Posted by on Jan 5, 2016 in Dog Health

GI Upset in your dog

Gastrointestinal upset (also known as GI upset) in your dog can be very scary, especially for new dog owners. There are many causes to GI upset including a change to your dog’s diet, a change in routine, allergies or excessive stress. One of the most common calls to vet offices is related to some version of GI upset – notably around the holiday season. Our Veterinarian Dr. Amy Straut compiled a few tips to help you deal with your dog’s GI upset.

1. Don’t panic

Just like humans, dogs can experience the occasional upset stomach. GI upset is quite common and can happen in some dogs more than others. The first thing to do is not panic. Make sure you have your vet’s contact information handy. You can call at anytime to discuss your dog’s symptoms and determine whether an office visit would be appropriate.

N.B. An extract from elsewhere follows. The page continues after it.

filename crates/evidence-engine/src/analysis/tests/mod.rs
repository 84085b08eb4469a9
mod common;
mod engine;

2. Ensure your dog is drinking water normally

One of the most important signs to watch for during GI upset is your dog’s water intake. You’ll want to monitor your dog’s water intake closely. If your dog is not drinking as much as he/she usually does – or conversely – is drinking much more than usual, you should contact your vet. Continue to monitor your dog’s intake for the next few days for any changes, even if the symptoms of GI upset have been resolved.

3. Switch to a bland diet

When your dog is experiencing mild GI upset, your vet may recommend switching to a bland diet. One of the most common bland diets is boiled chicken mixed with white rice. When choosing a bland diet, be sure your are considering your dog’s existing or potential food allergies. Once the symptoms of GI upset have resolved, you can slowly introduce larger amounts of your dog’s usual diet with the bland diet.

4. Give your dog lots of rest

During GI upset, you’ll want to skip your usual trip to the dog park or daycare. Keep walks down to a stroll around the block. Physical rest is important to helping resolve GI upset.

5. Watch for lethargy and vomiting

If your dog seems excessively tired, or if your dog’s GI upset is coupled with vomiting, contact your vet immediately to explain your dog’s symptoms. These could be signs that your dog should come in for a check up. If your dog’s diarrhea lasts longer than 12 hours, call your vet to discuss your dog’s symptoms.